Vi entonces, en lo oscuro de la noche, a aquella muñeca de los veintes llorando en silencio sobre una dura y fría almohada, e involuntariamente fijé la vista en las ojeras violáceas tan marcadas y profundas. No pude menos que pensar en lo desdichada que debía ser aquella extraña criatura para llorar así a mitad de la noche.

—Usted no ha de llorar seguido, no tiene los párpados hinchados —y me observaba con detenimiento—, pero si algún día... Mire, se pone en la lumbre un pozuelito así —con la mano me indicó el tamaño del jarro—, con la mitad de agua, a calentar a fuego lento, muy lento, y al soltar el hervor se le agregan los pétalos de las rosas, y entonces se tapa y se deja reposar un buen rato...

Ninguna de las dos, ni ella ni yo, nos habíamos dado cuenta de que mientras platicábamos tan entusiasmadas mis hijas probaban una guitarra tras otra, o bien sonaban un bongó con una mano y con la otra una maraca, o ensayaban los violines sacándoles sonidos destemplados, cuando una voz como un trueno, o un rugido, cortó de golpe nuestro diálogo, con tal violencia y en una forma tan sorpresiva, que yo sentí como si aquella interrumpida conversación quedara ahora relegada a un remotísimo pasado.

—¡Dejen allí, niñas, dejen, dejen, dejen las cosas en su lugar, no toquen más, que no toquen nada! ¿Me oyen? ¡Han manoseado todo, desarreglándolo, ensuciándolo, estropeándolo, dejando pintados sus dedos mugrosos, y ella allí, mirando sin importarle nada! ¡Claro!; no le han costado ni un solo centavo, que se acaben, sí, que se acabe todo, todo, ¡qué importa!, pero ella sentada allí cómodamente, platicando encantada de la vida, dejando que cojan todas mis cosas y las llenen de dedos, de chicle, de babas, ¿qué he hecho?, ¿qué cosa he hecho yo para merecer esto?, ¿por qué mis cosas?, mis cosas, sí, lo mío, y la señora platicando, sin importarle nada, nada, ¿por qué?, ¿por qué, Dios mío...?
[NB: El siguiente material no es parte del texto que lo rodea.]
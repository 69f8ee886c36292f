//! The windowed dimensions computation engine.
//!
//! One engine instance processes one partition's event stream strictly
//! sequentially. For every configured (combination, aggregator) pair it
//! projects each event into a candidate aggregate and merges it into the
//! window map; at window end, [`DimensionsComputation::flush`] drains the
//! map. This is a tumbling-window contract: no aggregate survives a window
//! boundary inside the engine.

use std::collections::hash_map::Entry;
use std::collections::HashMap;
use std::sync::Arc;

use log::{debug, warn};

use crate::aggregator::AggregatorRegistry;
use crate::engine::conversion::ConversionContext;
use crate::engine::{Aggregate, AggregateKey};
use crate::error::{DimensionError, DimensionResult};
use crate::schema::DimensionalSchema;
use crate::types::{GenericRecord, InputEvent};

/// The windowed accumulation core for one stream partition.
pub struct DimensionsComputation {
    schema: Arc<DimensionalSchema>,
    /// One context per (combination, aggregator) pair, in schema order
    contexts: Vec<ConversionContext>,
    /// Current window's key -> accumulated aggregate values
    window: HashMap<AggregateKey, GenericRecord>,
    window_id: u64,
}

impl DimensionsComputation {
    /// Build an engine for a compiled schema.
    ///
    /// All conversion contexts are precomputed here; per-event processing
    /// performs no name lookups. Fails with a schema error if the registry
    /// does not hold an aggregator ID the schema was compiled against.
    pub fn new(
        schema: Arc<DimensionalSchema>,
        registry: Arc<AggregatorRegistry>,
    ) -> DimensionResult<Self> {
        let mut contexts = Vec::new();
        for (dimensions_id, combination) in schema.combinations().iter().enumerate() {
            for aggregation in &combination.aggregations {
                let aggregator = registry
                    .get(aggregation.aggregator_id)
                    .ok_or_else(|| {
                        DimensionError::schema_error(
                            format!(
                                "aggregator id {} missing from registry",
                                aggregation.aggregator_id
                            ),
                            Some(aggregation.aggregator_name.clone()),
                        )
                    })?
                    .clone();
                contexts.push(ConversionContext::build(
                    &schema,
                    dimensions_id as u32,
                    combination,
                    aggregation,
                    aggregator,
                )?);
            }
        }

        debug!(
            "dimensions computation ready: schema {}, {} conversion contexts",
            schema.schema_id(),
            contexts.len()
        );

        Ok(Self {
            schema,
            contexts,
            window: HashMap::new(),
            window_id: 0,
        })
    }

    /// Mark the start of a window. State is expected to be empty; a
    /// non-empty map here means the host skipped a flush.
    pub fn begin_window(&mut self, window_id: u64) {
        if !self.window.is_empty() {
            warn!(
                "beginning window {} with {} aggregates left from window {}",
                window_id,
                self.window.len(),
                self.window_id
            );
        }
        self.window_id = window_id;
    }

    /// Route one event through every configured (combination, aggregator)
    /// pair, merging it into the current window.
    ///
    /// Aggregator errors indicate schema/configuration defects and
    /// propagate fatally; nothing is skipped or retried.
    pub fn process(&mut self, event: &InputEvent) -> DimensionResult<()> {
        if event.keys.descriptor() != self.schema.master_key() {
            return Err(DimensionError::type_mismatch(
                "event key record does not match the schema's master key descriptor",
                None,
            ));
        }
        if event.values.descriptor() != self.schema.input_values() {
            return Err(DimensionError::type_mismatch(
                "event value record does not match the schema's input values descriptor",
                None,
            ));
        }

        for context in &self.contexts {
            let Aggregate { key, aggregates } = context.project(event);
            match self.window.entry(key) {
                Entry::Occupied(mut entry) => {
                    context.aggregator().combine(entry.get_mut(), &aggregates)?;
                }
                Entry::Vacant(entry) => {
                    entry.insert(aggregates);
                }
            }
        }
        Ok(())
    }

    /// Drain every aggregate accumulated in the current window.
    ///
    /// Emission order is unspecified. This is the only way state leaves
    /// the engine; the map is empty afterward.
    pub fn flush(&mut self) -> Vec<Aggregate> {
        debug!(
            "flushing {} aggregates for window {}",
            self.window.len(),
            self.window_id
        );
        self.window
            .drain()
            .map(|(key, aggregates)| Aggregate { key, aggregates })
            .collect()
    }

    /// Discard all in-memory window state without emitting it.
    pub fn teardown(&mut self) {
        self.window.clear();
    }

    /// The compiled schema this engine runs
    pub fn schema(&self) -> &Arc<DimensionalSchema> {
        &self.schema
    }

    /// Number of distinct aggregate keys in the current window
    pub fn len(&self) -> usize {
        self.window.len()
    }

    /// Check if the current window holds no aggregates
    pub fn is_empty(&self) -> bool {
        self.window.is_empty()
    }
}
//! Ordered, typed record schemas.
//!
//! A [`FieldDescriptor`] fixes the shape of a [`GenericRecord`]: which fields
//! exist, their types, and the storage slot of each field within its type
//! group. Descriptors are immutable after construction and shared via `Arc`.
//!
//! [`GenericRecord`]: super::record::GenericRecord

use std::collections::HashMap;

use crate::error::{DimensionError, DimensionResult};
use crate::types::value::FieldKind;

/// An immutable, ordered set of (name, kind) pairs describing a record shape.
///
/// Fields are grouped by kind for storage purposes: each field has a dense
/// slot index within its kind group, assigned in declaration order. Two
/// descriptors are compatible for a projection when every field of the
/// narrower one exists in the wider one with the same kind.
#[derive(Debug, Clone)]
pub struct FieldDescriptor {
    /// (name, kind) pairs in declaration order
    fields: Vec<(String, FieldKind)>,
    /// name -> (kind, slot index within the kind group)
    slots: HashMap<String, (FieldKind, usize)>,
    /// kind -> field names of that kind, in declaration order
    groups: HashMap<FieldKind, Vec<String>>,
}

impl FieldDescriptor {
    /// Create a descriptor from (name, kind) pairs.
    ///
    /// Fails with a schema error if two fields share a name.
    pub fn new(fields: Vec<(String, FieldKind)>) -> DimensionResult<Self> {
        let mut slots = HashMap::with_capacity(fields.len());
        let mut groups: HashMap<FieldKind, Vec<String>> = HashMap::new();

        for (name, kind) in &fields {
            let group = groups.entry(*kind).or_default();
            if slots.insert(name.clone(), (*kind, group.len())).is_some() {
                return Err(DimensionError::schema_error(
                    "duplicate field name",
                    Some(name.clone()),
                ));
            }
            group.push(name.clone());
        }

        Ok(Self {
            fields,
            slots,
            groups,
        })
    }

    /// All fields in declaration order
    pub fn fields(&self) -> &[(String, FieldKind)] {
        &self.fields
    }

    /// Number of fields
    pub fn len(&self) -> usize {
        self.fields.len()
    }

    /// Check if the descriptor declares no fields
    pub fn is_empty(&self) -> bool {
        self.fields.is_empty()
    }

    /// The declared kind of a field, if the field exists
    pub fn kind_of(&self, name: &str) -> Option<FieldKind> {
        self.slots.get(name).map(|(kind, _)| *kind)
    }

    /// The storage slot of a field: its kind and its index within that
    /// kind's group
    pub fn slot_of(&self, name: &str) -> Option<(FieldKind, usize)> {
        self.slots.get(name).copied()
    }

    /// Names of all fields of the given kind, in declaration order
    pub fn fields_of_kind(&self, kind: FieldKind) -> &[String] {
        self.groups.get(&kind).map(Vec::as_slice).unwrap_or(&[])
    }

    /// Number of fields of the given kind
    pub fn kind_len(&self, kind: FieldKind) -> usize {
        self.groups.get(&kind).map_or(0, Vec::len)
    }

    /// Check whether every field of this descriptor exists in `wider` with
    /// the same kind, i.e. records of `wider`'s shape can be projected into
    /// records of this shape.
    pub fn is_projection_of(&self, wider: &FieldDescriptor) -> bool {
        self.fields
            .iter()
            .all(|(name, kind)| wider.kind_of(name) == Some(*kind))
    }
}

impl PartialEq for FieldDescriptor {
    fn eq(&self, other: &Self) -> bool {
        self.fields == other.fields
    }
}

impl Eq for FieldDescriptor {}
Mis hijas se quedaron inmóviles, sorprendidas y aterrorizadas por aquella voz y la forma tan brutal en que se les privaba de su entretenimiento; después depositaron tímidamente sobre el mostrador los instrumentos musicales que tenían en las manos. También yo confieso que me asustó y desconcertó bastante aquella irrupción tan violenta y el tono de voz tan colérico y deshumanizado, en el momento en que menos se esperaba. Ella, la muñeca morena, se estremeció de pies a cabeza, con un sacudimiento de terror incontrolado, y enmudeció.

Creo que involuntariamente cerré los ojos al escuchar todas las cosas que aquel hombre profería a gritos; tal vez, ahora pienso, que el estallido de esa horrible voz, como una luz hiriente, me hizo cerrar los ojos al descender de golpe a una realidad no esperada. 

Al abrirlos vi junto a la vitrina donde yo estaba recargada, unos toscos pies calzados con zapatos muy maltratados y sucios. Y al levantar la vista encontré un cuerpo corpulento, convulsionado por la ira, que manoteaba grotescamente o se mesaba los cabellos, y al gritar accionaba y se agitaba de tal manera como si fuera a llegar al frenesí: los brazos retorcidos, las facciones contraídas, distorsionadas, los ojos extraviados. 

No supe bien a bien cómo era su rostro, porque como atraída por un imán toda mi atención se detuvo en unos ojos que se entrecerraban y se empequeñecían como los de las serpientes cuando van a atacar y de ellos salía una mirada helada que penetraba hasta los mismos huesos.

Mis niñas se habían pegado completamente a mí y sentí sus manitas húmedas que buscaban protección.

Sin decir una palabra nos alejamos de allí, no sin antes mirar por última vez a la muñeca vestida de terciopelo granate y boca de corazón. Pero ella miraba ya sin mirar, se había ido, perdiéndose por los sombríos túneles del miedo y el desencanto; hasta llegar a lo profundo de la noche, donde silenciosa y desesperadamente lloraba y lloraba empapando la almohada; hasta que la luz del amanecer entrara a través de la roída cortina encontrando, sobre el piso de la mísera alcoba, los pedazos de unas guitarras rotas y los fragmentos de aquella muñeca triste.